◆ **Data excerpts**

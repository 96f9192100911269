//! GPIO pin assignment.

use serde::Deserialize;

/// BCM pin numbers of the three door lines.
#[derive(Debug, Clone, Copy, PartialEq, Eq, Deserialize)]
#[serde(default, deny_unknown_fields)]
pub struct GpioConfig {
    /// Output driving the toggle relay.
    pub toggle_pin: u8,
    /// Input asserted while the door is fully open.
    pub open_pin: u8,
    /// Input asserted while the door is fully closed.
    pub closed_pin: u8,
}

impl Default for GpioConfig {
    fn default() -> Self {
        Self {
            toggle_pin: 17,
            open_pin: 27,
            closed_pin: 22,
        }
    }
}

impl GpioConfig {
    /// Whether the three lines use three different pins.
    #[must_use]
    pub fn has_distinct_pins(&self) -> bool {
        self.toggle_pin != self.open_pin
            && self.toggle_pin != self.closed_pin
            && self.open_pin != self.closed_pin
    }
}
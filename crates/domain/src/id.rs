//! Listener identifiers.

use std::fmt;

/// Handle returned when a state listener is registered.
///
/// Ids are issued from a monotonically increasing counter, so they are never
/// reused for the lifetime of a controller and sort in registration order.
#[derive(Debug, Clone, Copy, PartialEq, Eq, PartialOrd, Ord, Hash)]
pub struct ListenerId(u64);

impl ListenerId {
    /// Wrap a raw counter value.
    #[must_use]
    pub fn from_raw(raw: u64) -> Self {
        Self(raw)
    }

    /// Access the raw counter value.
    #[must_use]
    pub fn as_raw(self) -> u64 {
        self.0
    }
}

impl fmt::Display for ListenerId {
    fn fmt(&self, f: &mut fmt::Formatter<'_>) -> fmt::Result {
        write!(f, "listener-{}", self.0)
    }
}
//! Door adapter port — the physical I/O behind one door.

use garagedoor_domain::error::AdapterError;

/// Physical I/O for a single door: one toggle output, two end-stop inputs.
///
/// The controller owns its adapter exclusively and never calls it from two
/// tasks at once, so every operation takes `&mut self`.
pub trait DoorAdapter: Send {
    /// Drive the toggle output high (`true`) or low (`false`).
    ///
    /// # Errors
    ///
    /// Returns [`AdapterError::Io`] when the output cannot be driven.
    fn set_toggle(&mut self, high: bool) -> Result<(), AdapterError>;

    /// Whether the "fully open" sensor is asserted.
    ///
    /// # Errors
    ///
    /// Returns [`AdapterError::Io`] when the input cannot be read.
    fn read_open_sensor(&mut self) -> Result<bool, AdapterError>;

    /// Whether the "fully closed" sensor is asserted.
    ///
    /// # Errors
    ///
    /// Returns [`AdapterError::Io`] when the input cannot be read.
    fn read_closed_sensor(&mut self) -> Result<bool, AdapterError>;

    /// Return to the canonical closed position.
    ///
    /// Only simulated doors can do this.
    ///
    /// # Errors
    ///
    /// Returns [`AdapterError::Unsupported`] on real hardware.
    fn reset(&mut self) -> Result<(), AdapterError>;
}
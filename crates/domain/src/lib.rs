//! # garagedoor-domain
//!
//! Pure domain model for a single sensor-tracked, relay-driven door.
//!
//! ## Responsibilities
//! - Define the logical [`DoorState`](door_state::DoorState) and how it is
//!   derived from the two end-stop sensors
//! - Define the [`Command`](command::Command) intents accepted by the controller
//! - Define [`ListenerId`](id::ListenerId), the handle returned when
//!   subscribing to state changes
//! - Define the error types shared across the workspace
//!
//! ## Dependency rule
//! This crate has **no internal dependencies**.
//! It must never import anything from `app`, adapters, or external IO crates.
//! All IO boundaries are expressed as traits in the `app` crate (ports).

pub mod command;
pub mod door_state;
pub mod error;
pub mod id;
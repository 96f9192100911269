//! Mapping of action-topic payloads to door commands.

use garagedoor_domain::command::Command;

/// Parse a payload received on the action topic.
///
/// The door has a single relay, so `open`, `close`, `stop` and `toggle` all
/// pulse it. Returns `None` for anything else.
#[must_use]
pub fn parse(payload: &[u8]) -> Option<Command> {
    match std::str::from_utf8(payload).ok()?.trim() {
        "open" | "close" | "stop" | "toggle" => Some(Command::Toggle),
        "state" => Some(Command::QueryState),
        _ => None,
    }
}
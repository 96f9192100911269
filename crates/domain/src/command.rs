//! Command — an intent queued for the door controller.

/// An intent executed by the controller's command loop, one at a time.
///
/// Commands describe *what* the caller wants, not how the hardware is driven.
#[derive(Debug, Clone, Copy, PartialEq, Eq)]
pub enum Command {
    /// Pulse the toggle output once.
    Toggle,
    /// Re-broadcast the cached state to every listener.
    QueryState,
}

impl std::fmt::Display for Command {
    fn fmt(&self, f: &mut std::fmt::Formatter<'_>) -> std::fmt::Result {
        match self {
            Self::Toggle => f.write_str("toggle"),
            Self::QueryState => f.write_str("query_state"),
        }
    }
}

◆ **What is required**
Give back exactly the lines above, from the line containing "pub struct ListenerId(u64);" through the line containing "to state changes", with both end lines and nothing more.

◆ **Solution**
pub struct ListenerId(u64);

impl ListenerId {
    /// Wrap a raw counter value.
    #[must_use]
    pub fn from_raw(raw: u64) -> Self {
        Self(raw)
    }

    /// Access the raw counter value.
    #[must_use]
    pub fn as_raw(self) -> u64 {
        self.0
    }
}

impl fmt::Display for ListenerId {
    fn fmt(&self, f: &mut fmt::Formatter<'_>) -> fmt::Result {
        write!(f, "listener-{}", self.0)
    }
}
//! Door adapter port — the physical I/O behind one door.

use garagedoor_domain::error::AdapterError;

/// Physical I/O for a single door: one toggle output, two end-stop inputs.
///
/// The controller owns its adapter exclusively and never calls it from two
/// tasks at once, so every operation takes `&mut self`.
pub trait DoorAdapter: Send {
    /// Drive the toggle output high (`true`) or low (`false`).
    ///
    /// # Errors
    ///
    /// Returns [`AdapterError::Io`] when the output cannot be driven.
    fn set_toggle(&mut self, high: bool) -> Result<(), AdapterError>;

    /// Whether the "fully open" sensor is asserted.
    ///
    /// # Errors
    ///
    /// Returns [`AdapterError::Io`] when the input cannot be read.
    fn read_open_sensor(&mut self) -> Result<bool, AdapterError>;

    /// Whether the "fully closed" sensor is asserted.
    ///
    /// # Errors
    ///
    /// Returns [`AdapterError::Io`] when the input cannot be read.
    fn read_closed_sensor(&mut self) -> Result<bool, AdapterError>;

    /// Return to the canonical closed position.
    ///
    /// Only simulated doors can do this.
    ///
    /// # Errors
    ///
    /// Returns [`AdapterError::Unsupported`] on real hardware.
    fn reset(&mut self) -> Result<(), AdapterError>;
}
filename crates/domain/src/lib.rs
//! # garagedoor-domain
//!
//! Pure domain model for a single sensor-tracked, relay-driven door.
//!
//! ## Responsibilities
//! - Define the logical [`DoorState`](door_state::DoorState) and how it is
//!   derived from the two end-stop sensors
//! - Define the [`Command`](command::Command) intents accepted by the controller
//! - Define [`ListenerId`](id::ListenerId), the handle returned when
//!   subscribing to state changes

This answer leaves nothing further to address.